Here’s How To Deal With Rejection & Try To ‘See The Good’ In Every Situation

Do you remember how it felt in school when PT classes were divided into two teams for a particular sport? And how, one by one, if you saw yourself being left out, you PRAYED not to be picked last or worse, not at all by either of the captains? All you wished, at that brief moment, was to be chosen by somebody. It didn’t matter who did or on what basis. You would have done anything in your power to escape that low, sinking feeling in the pit of your stomach that made you feel hurt, unloved and unvalued. ‘Cause that’s exactly how rejection felt – and still does!

I’m sure we’ve all faced rejection sometime in our lives – and maybe, more than just once. Whether it is being picked last for a sports team, cut out from your gang of friends, declined for a job interview or replaced by someone you loved – rejection always had the same, negative impact. No matter how many times we face it, it feels just as lousy as it did the first time around.
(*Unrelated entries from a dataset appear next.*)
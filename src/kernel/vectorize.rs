//! Lift a scalar kernel function to a kernel-matrix function.

use ndarray::Array2;

use crate::error::ModelError;

/// Wraps an unvectorized kernel `k(x, y) -> f64` over two feature slices so
/// it can produce a full kernel matrix. Every entry is an independent call
/// with no shared mutable state, so only the element-wise result is
/// specified, not evaluation order.
pub struct VectorizeKernel<K> {
    kernel: K,
}

impl<K> VectorizeKernel<K>
where
    K: Fn(&[f64], &[f64]) -> f64,
{
    pub fn new(kernel: K) -> Self {
        VectorizeKernel { kernel }
    }

    /// Compute the kernel matrix of `x` against `y`.
    ///
    /// Entry (i, j) is `kernel(x.row(i), y.row(j))`. When `y` is `None` the
    /// matrix is computed against `x` itself.
    ///
    /// # Errors
    ///
    /// `ShapeMismatch` if `x` and `y` disagree on the feature dimension.
    pub fn evaluate(
        &self,
        x: &Array2<f64>,
        y: Option<&Array2<f64>>,
    ) -> Result<Array2<f64>, ModelError> {
        let y = y.unwrap_or(x);
        if x.ncols() != y.ncols() {
            return Err(ModelError::shape(
                format!("{} features", x.ncols()),
                format!("{} features", y.ncols()),
            ));
        }

        // Rows materialized once so the kernel sees plain slices.
        let x_rows: Vec<Vec<f64>> = x.outer_iter().map(|r| r.to_vec()).collect();
        let y_rows: Vec<Vec<f64>> = y.outer_iter().map(|r| r.to_vec()).collect();

        let mut computed = Array2::zeros((x.nrows(), y.nrows()));
        for (i, xi) in x_rows.iter().enumerate() {
            for (j, yj) in y_rows.iter().enumerate() {
                computed[[i, j]] = (self.kernel)(xi, yj);
            }
        }
        Ok(computed)
    }
}

fn dot(a: &[f64], b: &[f64]) -> f64 {
    a.iter().zip(b.iter()).map(|(x, y)| x * y).sum()
}

/// The plain inner-product kernel, handy as a baseline and in tests.
pub fn linear_kernel(a: &[f64], b: &[f64]) -> f64 {
    dot(a, b)
}
//! Small preprocessing utilities shared by the kernels and examples.
//!
//! Provides a simple Scaler for mean/std standardization and the arcsin
//! transform that accompanies the polynomial feature map. The API operates
//! on `Array2<f64>` so the output can be fed directly to a kernel.

use ndarray::Array2;

/// Simple standard scaler (per-column mean/std).
#[derive(Clone, Debug)]
pub struct Scaler {
    pub mean: Vec<f64>,
    pub std: Vec<f64>,
}

impl Scaler {
    /// Minimum stddev to avoid division by zero when transforming.
    const MIN_STD: f64 = 1e-9;
}

/// Fit a `Scaler` from an `Array2<f64>` where rows are samples and columns
/// are features.
pub fn fit_scaler(x: &Array2<f64>) -> Scaler {
    let (nrows, ncols) = x.dim();
    assert!(
        nrows > 0 && ncols > 0,
        "fit_scaler requires non-empty matrix"
    );

    let mut mean = vec![0.0f64; ncols];
    for row in x.outer_iter() {
        for (c, v) in row.iter().enumerate() {
            mean[c] += v;
        }
    }
    let nrows_f = nrows as f64;
    for v in mean.iter_mut() {
        *v /= nrows_f;
    }

    let mut var = vec![0.0f64; ncols];
    for row in x.outer_iter() {
        for (c, v) in row.iter().enumerate() {
            let d = v - mean[c];
            var[c] += d * d;
        }
    }
    for v in var.iter_mut() {
        *v = (*v / nrows_f).sqrt().max(Scaler::MIN_STD);
    }

    Scaler { mean, std: var }
}

/// Transform all rows using the provided `Scaler` and return a new matrix.
pub fn transform_all(x: &Array2<f64>, sc: &Scaler) -> Array2<f64> {
    let (nrows, ncols) = x.dim();
    let mut out = Vec::with_capacity(nrows * ncols);
    for row in x.outer_iter() {
        for (c, v) in row.iter().enumerate() {
            out.push((v - sc.mean[c]) / sc.std[c]);
        }
    }
    Array2::from_shape_vec((nrows, ncols), out).expect("transform_all: shape mismatch")
}

/// Elementwise arcsin of values clamped to [-1, 1].
///
/// The polynomial feature map expects `Ry(arcsin(x))` angles; clamping keeps
/// out-of-range raw data from producing NaN angles.
pub fn arcsin_transform(x: &Array2<f64>) -> Array2<f64> {
    x.mapv(|v| v.clamp(-1.0, 1.0).asin())
}

#[cfg(test)]
mod tests {
    use super::*;
    use ndarray::array;

    #[test]
    fn scaler_standardizes_columns() {
        let x = array![[1.0, 10.0], [3.0, 30.0]];
        let sc = fit_scaler(&x);
        let z = transform_all(&x, &sc);
        // Each column becomes [-1, 1] after mean/std standardization.
        assert!((z[[0, 0]] + 1.0).abs() < 1e-12);
        assert!((z[[1, 0]] - 1.0).abs() < 1e-12);
        assert!((z[[0, 1]] + 1.0).abs() < 1e-12);
    }

    #[test]
    fn constant_column_does_not_divide_by_zero() {
        let x = array![[2.0], [2.0]];
        let sc = fit_scaler(&x);
        let z = transform_all(&x, &sc);
        assert!(z.iter().all(|v| v.is_finite()));
    }

    #[test]
    fn arcsin_clamps_out_of_range() {
        let x = array![[1.5, -2.0, 0.0]];
        let z = arcsin_transform(&x);
        assert!((z[[0, 0]] - std::f64::consts::FRAC_PI_2).abs() < 1e-12);
        assert!((z[[0, 1]] + std::f64::consts::FRAC_PI_2).abs() < 1e-12);
        assert_eq!(z[[0, 2]], 0.0);
    }
}
impl Registry {
    pub fn new() -> Self {
        Self::default()
    }

    pub fn get(&self, id: WindowId) -> Option<&Window> {
        match self.arena.get(id.0 as usize)? {
            Slot::Occupied(w) => Some(w),
            Slot::Free { .. } => None,
        }
    }

    pub fn get_mut(&mut self, id: WindowId) -> Option<&mut Window> {
        match self.arena.get_mut(id.0 as usize)? {
            Slot::Occupied(w) => Some(w),
            Slot::Free { .. } => None,
        }
    }

    fn require(&self, id: WindowId) -> Result<&Window> {
        self.get(id).ok_or(Error::UnknownWindow(self.xid_of(id)))
    }

    fn require_mut(&mut self, id: WindowId) -> Result<&mut Window> {
        let xid = self.xid_of(id);
        self.get_mut(id).ok_or(Error::UnknownWindow(xid))
    }

    fn xid_of(&self, id: WindowId) -> Xid {
        self.get(id).map(|w| w.xid).unwrap_or(Xid(0))
    }

    pub fn window_of_xid(&self, xid: Xid) -> Option<WindowId> {
        self.by_xid.get(&xid).copied()
    }

    /// The X id of `id`, or `Error::UnknownWindow` if it has been destroyed.
    pub fn require_xid(&self, id: WindowId) -> Result<Xid> {
        self.require(id).map(|w| w.xid)
    }

    /// Register a freshly created X window (`CREATE_NOTIFY`). Returns the new
    /// window's id; it is not yet part of the focus chain, Z-order or any
    /// numeric-id ordering until shown.
    pub fn insert(&mut self, xid: Xid) -> WindowId {
        let window = Window::new(xid);
        let id = match self.free_head.take() {
            Some(idx) => {
                let next_free = match &self.arena[idx as usize] {
                    Slot::Free { next_free } => *next_free,
                    Slot::Occupied(_) => unreachable!(),
                };
                self.free_head = next_free;
                self.arena[idx as usize] = Slot::Occupied(window);
                WindowId(idx)
            }
            None => {
                let idx = self.arena.len() as u32;
                self.arena.push(Slot::Occupied(window));
                WindowId(idx)
            }
        };
        self.by_xid.insert(xid, id);
        self.insert_into_global_list(id);
        id
    }

    fn insert_into_global_list(&mut self, id: WindowId) {
        match self.first_window {
            None => self.first_window = Some(id),
            Some(head) => {
                let mut cur = head;
                loop {
                    let next = self.get(cur).and_then(|w| w.next_in_global_list);
                    match next {
                        Some(n) => cur = n,
                        None => break,
                    }
                }
                self.get_mut(cur).unwrap().next_in_global_list = Some(id);
            }
        }
    }

    /// Iterate the global list in its linked order (unassigned windows first
    /// in insertion order, then ascending by numeric id once assigned).
    pub fn global_list(&self) -> Vec<WindowId> {
        let mut out = Vec::new();
        let mut cur = self.first_window;
        while let Some(id) = cur {
            out.push(id);
            cur = self.get(id).and_then(|w| w.next_in_global_list);
        }
        out
    }

    /// Assign the smallest free numeric id `>= 1` to a window being shown for
    /// the first time, reinserting it in ascending-id order in the global list.
    pub fn assign_numeric_id(&mut self, id: WindowId) -> Result<u32> {
        if self.require(id)?.numeric_id.is_some() {
            return Ok(self.get(id).unwrap().numeric_id.unwrap());
        }

        let mut prev: Option<WindowId> = None;
        let mut cur = self.first_window;
        let mut expected = 1u32;
        let mut insert_after: Option<WindowId> = None;
        while let Some(cid) = cur {
            if cid == id {
                cur = self.get(cid).and_then(|w| w.next_in_global_list);
                continue;
            }
            let Some(n) = self.get(cid).and_then(|w| w.numeric_id) else {
                cur = self.get(cid).and_then(|w| w.next_in_global_list);
                continue;
            };
            if n != expected {
                break;
            }
            expected += 1;
            insert_after = Some(cid);
            prev = Some(cid);
            cur = self.get(cid).and_then(|w| w.next_in_global_list);
        }
        let _ = prev;

        self.unlink_from_global_list(id);
        self.require_mut(id)?.numeric_id = Some(expected);

        match insert_after {
            None => {
                let old_head = self.first_window;
                self.get_mut(id).unwrap().next_in_global_list = old_head;
                self.first_window = Some(id);
            }
            Some(after) => {
                let after_next = self.get(after).unwrap().next_in_global_list;
                self.get_mut(id).unwrap().next_in_global_list = after_next;
                self.get_mut(after).unwrap().next_in_global_list = Some(id);
            }
        }

        Ok(expected)
    }

    fn unlink_from_global_list(&mut self, id: WindowId) {
        if self.first_window == Some(id) {
            self.first_window = self.get(id).unwrap().next_in_global_list;
            return;
        }
        let mut cur = self.first_window;
        while let Some(cid) = cur {
            let next = self.get(cid).unwrap().next_in_global_list;
            if next == Some(id) {
                let after = self.get(id).unwrap().next_in_global_list;
                self.get_mut(cid).unwrap().next_in_global_list = after;
                return;
            }
            cur = next;
        }
    }

    /// Unlink `id` from every list and free its arena slot. Never touches the
    /// underlying X id; the caller (the transport layer) owns that.
    pub fn destroy(&mut self, id: WindowId) -> Result<()> {
        self.require(id)?;
        self.remove_from_focus_chain(id);
        self.remove_from_z_order(id);
        self.unlink_from_taken_list(id);
        self.unlink_from_global_list(id);

        let xid = self.get(id).unwrap().xid;
        self.by_xid.remove(&xid);

        self.arena[id.0 as usize] = Slot::Free {
            next_free: self.free_head,
        };
        self.free_head = Some(id.0);
        Ok(())
    }

    // -- Focus chain: cyclic, contains exactly the visible windows. -------

    /// Move `w` to the front of the focus chain (most-recently-focused),
    /// inserting it if it is not already a member.
    pub fn set_focus_window(&mut self, id: WindowId) -> Result<()> {
        self.require(id)?;
        self.remove_from_focus_chain(id);
        match self.focus_front {
            None => {
                self.get_mut(id).unwrap().focus_prev = Some(id);
                self.get_mut(id).unwrap().focus_next = Some(id);
                self.focus_front = Some(id);
            }
            Some(front) => {
                let back = self.get(front).unwrap().focus_prev.unwrap();
                self.get_mut(id).unwrap().focus_prev = Some(back);
                self.get_mut(id).unwrap().focus_next = Some(front);
                self.get_mut(back).unwrap().focus_next = Some(id);
                self.get_mut(front).unwrap().focus_prev = Some(id);
                self.focus_front = Some(id);
            }
        }
        Ok(())
    }

    pub fn remove_from_focus_chain(&mut self, id: WindowId) {
        let (prev, next) = match self.get(id) {
            Some(w) => (w.focus_prev, w.focus_next),
            None => return,
        };
        let (Some(prev), Some(next)) = (prev, next) else {
            return;
        };
        if prev == id {
            // sole member
            self.focus_front = None;
        } else {
            self.get_mut(prev).unwrap().focus_next = Some(next);
            self.get_mut(next).unwrap().focus_prev = Some(prev);
            if self.focus_front == Some(id) {
                self.focus_front = Some(next);
            }
        }
        let w = self.get_mut(id).unwrap();
        w.focus_prev = None;
        w.focus_next = None;
    }

    pub fn focused(&self) -> Option<WindowId> {
        self.focus_front
    }

    pub fn is_in_focus_chain(&self, id: WindowId) -> bool {
        self.get(id).map(|w| w.focus_next.is_some()).unwrap_or(false)
    }

    /// Walk the cyclic focus chain by `steps` (negative walks backward).
    pub fn traverse_focus_chain(&self, from: WindowId, steps: i32) -> Option<WindowId> {
        let mut cur = from;
        if steps >= 0 {
            for _ in 0..steps {
                cur = self.get(cur)?.focus_next?;
            }
        } else {
            for _ in 0..(-steps) {
                cur = self.get(cur)?.focus_prev?;
            }
        }
        Some(cur)
    }

    // -- Z-order: linear, no wrap, ever-mapped windows. --------------------

    pub fn set_window_above(&mut self, id: WindowId) -> Result<()> {
        self.require(id)?;
        self.remove_from_z_order(id);
        match self.z_top {
            None => {
                self.z_top = Some(id);
                self.z_bottom = Some(id);
            }
            Some(top) => {
                self.get_mut(top).unwrap().stack_above = Some(id);
                self.get_mut(id).unwrap().stack_below = Some(top);
                self.z_top = Some(id);
            }
        }
        Ok(())
    }

    /// Insert `id` just above the first ever-mapped window, per the "new
    /// windows start near the bottom of the stack" rule.
    pub fn link_into_stacking_order(&mut self, id: WindowId) {
        let mut anchor = self.z_bottom;
        while let Some(a) = anchor {
            if self.get(a).map(|w| w.was_ever_mapped).unwrap_or(false) {
                break;
            }
            anchor = self.get(a).and_then(|w| w.stack_above);
        }
        match anchor {
            None => {
                // no other ever-mapped window yet; becomes the whole stack
                self.z_top = Some(id);
                self.z_bottom = Some(id);
            }
            Some(a) => {
                let above = self.get(a).unwrap().stack_above;
                self.get_mut(id).unwrap().stack_below = Some(a);
                self.get_mut(id).unwrap().stack_above = above;
                self.get_mut(a).unwrap().stack_above = Some(id);
                match above {
                    Some(ab) => self.get_mut(ab).unwrap().stack_below = Some(id),
                    None => self.z_top = Some(id),
                }
            }
        }
    }

    fn remove_from_z_order(&mut self, id: WindowId) {
        let (above, below) = match self.get(id) {
            Some(w) => (w.stack_above, w.stack_below),
            None => return,
        };
        match above {
            Some(a) => self.get_mut(a).unwrap().stack_below = below,
            None => self.z_top = below,
        }
        match below {
            Some(b) => self.get_mut(b).unwrap().stack_above = above,
            None => self.z_bottom = above,
        }
        if let Some(w) = self.get_mut(id) {
            w.stack_above = None;
            w.stack_below = None;
        }
    }

    pub fn above(&self, id: WindowId) -> Option<WindowId> {
        self.get(id).and_then(|w| w.stack_above)
    }

    pub fn below(&self, id: WindowId) -> Option<WindowId> {
        self.get(id).and_then(|w| w.stack_below)
    }

    pub fn z_bottom(&self) -> Option<WindowId> {
        self.z_bottom
    }

    pub fn z_top(&self) -> Option<WindowId> {
        self.z_top
    }

    /// Move focus to the next visible window above in Z-order, wrapping to
    /// the bottom-most visible window if none is above.
    pub fn traverse_focus(&self, from: WindowId) -> Option<WindowId> {
        let mut cur = self.above(from);
        while let Some(c) = cur {
            if self.get(c).map(|w| w.is_visible).unwrap_or(false) {
                return Some(c);
            }
            cur = self.above(c);
        }
        let mut cur = self.z_bottom;
        while let Some(c) = cur {
            if self.get(c).map(|w| w.is_visible).unwrap_or(false) {
                return Some(c);
            }
            cur = self.below(c);
        }
        None
    }

    // -- Taken list: singly linked stack of hidden tiling windows. ---------

    pub fn push_taken(&mut self, id: WindowId) {
        let head = self.taken_head;
        if let Some(w) = self.get_mut(id) {
            w.previous_taken = head;
        }
        self.taken_head = Some(id);
    }

    pub fn pop_taken(&mut self) -> Option<WindowId> {
        let head = self.taken_head?;
        self.taken_head = self.get(head).and_then(|w| w.previous_taken);
        if let Some(w) = self.get_mut(head) {
            w.previous_taken = None;
        }
        Some(head)
    }

    pub fn unlink_from_taken_list(&mut self, id: WindowId) {
        if self.taken_head == Some(id) {
            self.taken_head = self.get(id).and_then(|w| w.previous_taken);
            if let Some(w) = self.get_mut(id) {
                w.previous_taken = None;
            }
            return;
        }
        let mut cur = self.taken_head;
        while let Some(c) = cur {
            let next = self.get(c).and_then(|w| w.previous_taken);
            if next == Some(id) {
                let after = self.get(id).and_then(|w| w.previous_taken);
                self.get_mut(c).unwrap().previous_taken = after;
                self.get_mut(id).unwrap().previous_taken = None;
                return;
            }
            cur = next;
        }
    }

    pub fn taken_list(&self) -> Vec<WindowId> {
        let mut out = Vec::new();
        let mut cur = self.taken_head;
        while let Some(c) = cur {
            out.push(c);
            cur = self.get(c).and_then(|w| w.previous_taken);
        }
        out
    }
}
Sucks, doesn’t it? The way someone else’s actions play such a big role in your life without giving you absolutely no control over it? But wait. Do you *really* think we can’t control our emotions? And why do you think it hurts THIS much? Read on to find out why rejection has such power over us!

The Psychology Behind Rejection

Ever wondered why it hurts so much when we get rejected? Well, studies reveal that rejection triggers the same brain pathways which are activated when we experience any form of physical pain. When we go through rejection, our brain’s mu-opioid receptor system releases certain natural painkillers, known as opioids. These are released from the exact same part of the brain in the face of physical pain as well. Hence, when it comes to a broken heart, the amount of emotional pain dealt throughout this phase is equivalent to the physical pain one deals with when any other part of the body is broken. Ouch!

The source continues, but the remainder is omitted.